The number needed is how many lines in these entries contain "secrecy"; give it alone.
───── SUPPLIED MATERIAL ─────
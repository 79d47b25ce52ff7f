use super::{require, StyleSync};
use crate::record::RecordFilter;
use ss_core::error::Result;
use ss_core::models::{Event, EventUpdate, NewEvent};

pub const DEFAULT_UPCOMING_LIMIT: usize = 10;

pub struct EventsApi<'a> {
    pub(super) app: &'a StyleSync,
}

impl EventsApi<'_> {
    /// All events, earliest date first, with the linked outfit attached.
    pub async fn list(&self, owner: &str) -> Vec<Event> {
        self.app.events.fetch(owner, &RecordFilter::All).await
    }

    /// Events from today on, at most `limit` (10 when `None`).
    pub async fn upcoming(&self, owner: &str, limit: Option<usize>) -> Vec<Event> {
        let filter = RecordFilter::Upcoming {
            from: StyleSync::today(),
            limit: limit.unwrap_or(DEFAULT_UPCOMING_LIMIT),
        };
        self.app.events.fetch(owner, &filter).await
    }

    pub async fn create(&self, owner: &str, draft: NewEvent) -> Result<Event> {
        require("title", &draft.title)?;
        self.app.events.create(owner, serde_json::to_value(&draft)?).await
    }

    pub async fn update(&self, owner: &str, id: &str, patch: EventUpdate) -> Result<Event> {
        self.app.update_owned(owner, id, &patch).await
    }

    pub async fn delete(&self, owner: &str, id: &str) -> Result<()> {
        self.app.delete_owned::<Event>(owner, id).await
    }
}
//! # ss-config
//!
//! Layered settings: built-in defaults, then an optional `stylesync.toml`,
//! then `STYLESYNC__SECTION__KEY` environment variables. A `.env` file is
//! loaded into the environment first. `SUPABASE_URL` and
//! `SUPABASE_ANON_KEY` are honoured as fallbacks for the backend section.

use config::{Config, ConfigError as SourceError, Environment, File};
use secrecy::SecretString;
use serde::Deserialize;
use std::collections::HashMap;
use thiserror::Error;
use tracing::debug;

pub const ENV_PREFIX: &str = "STYLESYNC";
pub const DEFAULT_FILE: &str = "stylesync";

#[derive(Debug, Error)]
pub enum ConfigError {
    #[error("failed to load settings: {0}")]
    Load(#[from] SourceError),
    #[error("missing setting `{0}`")]
    Missing(&'static str),
}

#[derive(Debug, Clone, Deserialize)]
pub struct BackendSettings {
    pub url: Option<String>,
    pub anon_key: Option<SecretString>,
}

#[derive(Debug, Clone, Deserialize)]
pub struct LocalSettings {
    pub database_url: String,
}

#[derive(Debug, Clone, Deserialize)]
pub struct StorageSettings {
    /// Directory for the filesystem object store.
    pub root: String,
    /// Path the filesystem object store is served under.
    pub url_prefix: String,
    pub items_bucket: String,
    pub avatars_bucket: String,
}

#[derive(Debug, Clone, Deserialize)]
pub struct ServerSettings {
    pub host: String,
    pub port: u16,
}

#[derive(Debug, Clone, Deserialize)]
pub struct FallbackSettings {
    /// Serve the demo dataset when remote and local sources come up empty.
    pub mock_data: bool,
}

#[derive(Debug, Clone, Deserialize)]
pub struct AuthSettings {
    /// Session lifetime for the local auth provider.
    pub session_ttl_hours: i64,
}

#[derive(Debug, Clone, Deserialize)]
pub struct LogSettings {
    /// `EnvFilter` directives, overridden by `RUST_LOG`.
    pub filter: String,
    pub json: bool,
}

#[derive(Debug, Clone, Deserialize)]
pub struct Settings {
    pub backend: BackendSettings,
    pub local: LocalSettings,
    pub storage: StorageSettings,
    pub server: ServerSettings,
    pub fallback: FallbackSettings,
    pub auth: AuthSettings,
    pub log: LogSettings,
}

impl Settings {
    /// Reads `.env`, `stylesync.toml` and the process environment.
    pub fn load() -> Result<Self, ConfigError> {
        if let Ok(path) = dotenvy::dotenv() {
            debug!(path = %path.display(), "Loaded .env");
        }
        Self::from_sources(Some(DEFAULT_FILE), std::env::vars().collect())
    }

    /// Builds settings from an optional file (name without extension is
    /// fine) and an explicit environment map.
    pub fn from_sources(file: Option<&str>, env: HashMap<String, String>) -> Result<Self, ConfigError> {
        let mut builder = Config::builder()
            .set_default("local.database_url", "sqlite://data/stylesync.db")?
            .set_default("storage.root", "./data/storage")?
            .set_default("storage.url_prefix", "/storage")?
            .set_default("storage.items_bucket", "items")?
            .set_default("storage.avatars_bucket", "avatars")?
            .set_default("server.host", "127.0.0.1")?
            .set_default("server.port", 8080)?
            .set_default("fallback.mock_data", true)?
            .set_default("auth.session_ttl_hours", 24)?
            .set_default("log.filter", "info")?
            .set_default("log.json", false)?;

        if let Some(url) = env.get("SUPABASE_URL") {
            builder = builder.set_default("backend.url", url.as_str())?;
        }
        if let Some(key) = env.get("SUPABASE_ANON_KEY") {
            builder = builder.set_default("backend.anon_key", key.as_str())?;
        }
        if let Some(file) = file {
            builder = builder.add_source(File::with_name(file).required(false));
        }

        let settings = builder
            .add_source(
                Environment::with_prefix(ENV_PREFIX)
                    .prefix_separator("__")
                    .separator("__")
                    .try_parsing(true)
                    .source(Some(env)),
            )
            .build()?;

        Ok(settings.try_deserialize()?)
    }

    /// Backend URL and anon key, both required by the REST backend.
    pub fn require_backend(&self) -> Result<(&str, &SecretString), ConfigError> {
        let url = self.backend.url.as_deref().filter(|u| !u.is_empty()).ok_or(ConfigError::Missing("backend.url"))?;
        let key = self.backend.anon_key.as_ref().ok_or(ConfigError::Missing("backend.anon_key"))?;
        Ok((url, key))
    }
}

#[cfg(test)]
mod tests {
    use super::*;
    use secrecy::ExposeSecret;

    fn env(pairs: &[(&str, &str)]) -> HashMap<String, String> {
        pairs.iter().map(|(k, v)| (k.to_string(), v.to_string())).collect()
    }

    #[test]
    fn defaults_apply_without_sources() {
        let settings = Settings::from_sources(None, HashMap::new()).unwrap();
        assert_eq!(settings.server.port, 8080);
        assert_eq!(settings.storage.items_bucket, "items");
        assert_eq!(settings.storage.avatars_bucket, "avatars");
        assert!(settings.fallback.mock_data);
        assert!(settings.backend.url.is_none());
        assert!(matches!(settings.require_backend(), Err(ConfigError::Missing("backend.url"))));
    }

    #[test]
    fn environment_overrides_defaults() {
        let settings = Settings::from_sources(
            None,
            env(&[
                ("STYLESYNC__SERVER__PORT", "9000"),
                ("STYLESYNC__FALLBACK__MOCK_DATA", "false"),
                ("STYLESYNC__LOG__FILTER", "debug"),
            ]),
        )
        .unwrap();
        assert_eq!(settings.server.port, 9000);
        assert!(!settings.fallback.mock_data);
        assert_eq!(settings.log.filter, "debug");
    }

    #[test]
    fn supabase_variables_feed_backend() {
        let settings = Settings::from_sources(
            None,
            env(&[("SUPABASE_URL", "https://p.example.co"), ("SUPABASE_ANON_KEY", "anon")]),
        )
        .unwrap();
        let (url, key) = settings.require_backend().unwrap();
        assert_eq!(url, "https://p.example.co");
        assert_eq!(key.expose_secret(), "anon");

        let settings = Settings::from_sources(
            None,
            env(&[("SUPABASE_URL", "https://p.example.co"), ("STYLESYNC__BACKEND__URL", "https://q.example.co")]),
        )
        .unwrap();
        assert_eq!(settings.backend.url.as_deref(), Some("https://q.example.co"));
        assert!(matches!(settings.require_backend(), Err(ConfigError::Missing("backend.anon_key"))));
    }

    #[test]
    fn file_sits_between_defaults_and_environment() {
        let dir = tempfile::tempdir().unwrap();
        let path = dir.path().join("stylesync.toml");
        std::fs::write(&path, "[server]\nhost = \"0.0.0.0\"\nport = 7000\n[storage]\nroot = \"/srv/blobs\"\n").unwrap();
        let file = path.to_string_lossy().into_owned();

        let settings = Settings::from_sources(Some(&file), env(&[("STYLESYNC__SERVER__PORT", "7001")])).unwrap();
        assert_eq!(settings.server.host, "0.0.0.0");
        assert_eq!(settings.server.port, 7001);
        assert_eq!(settings.storage.root, "/srv/blobs");
    }
}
─────
EXERCISE ANSWER:
2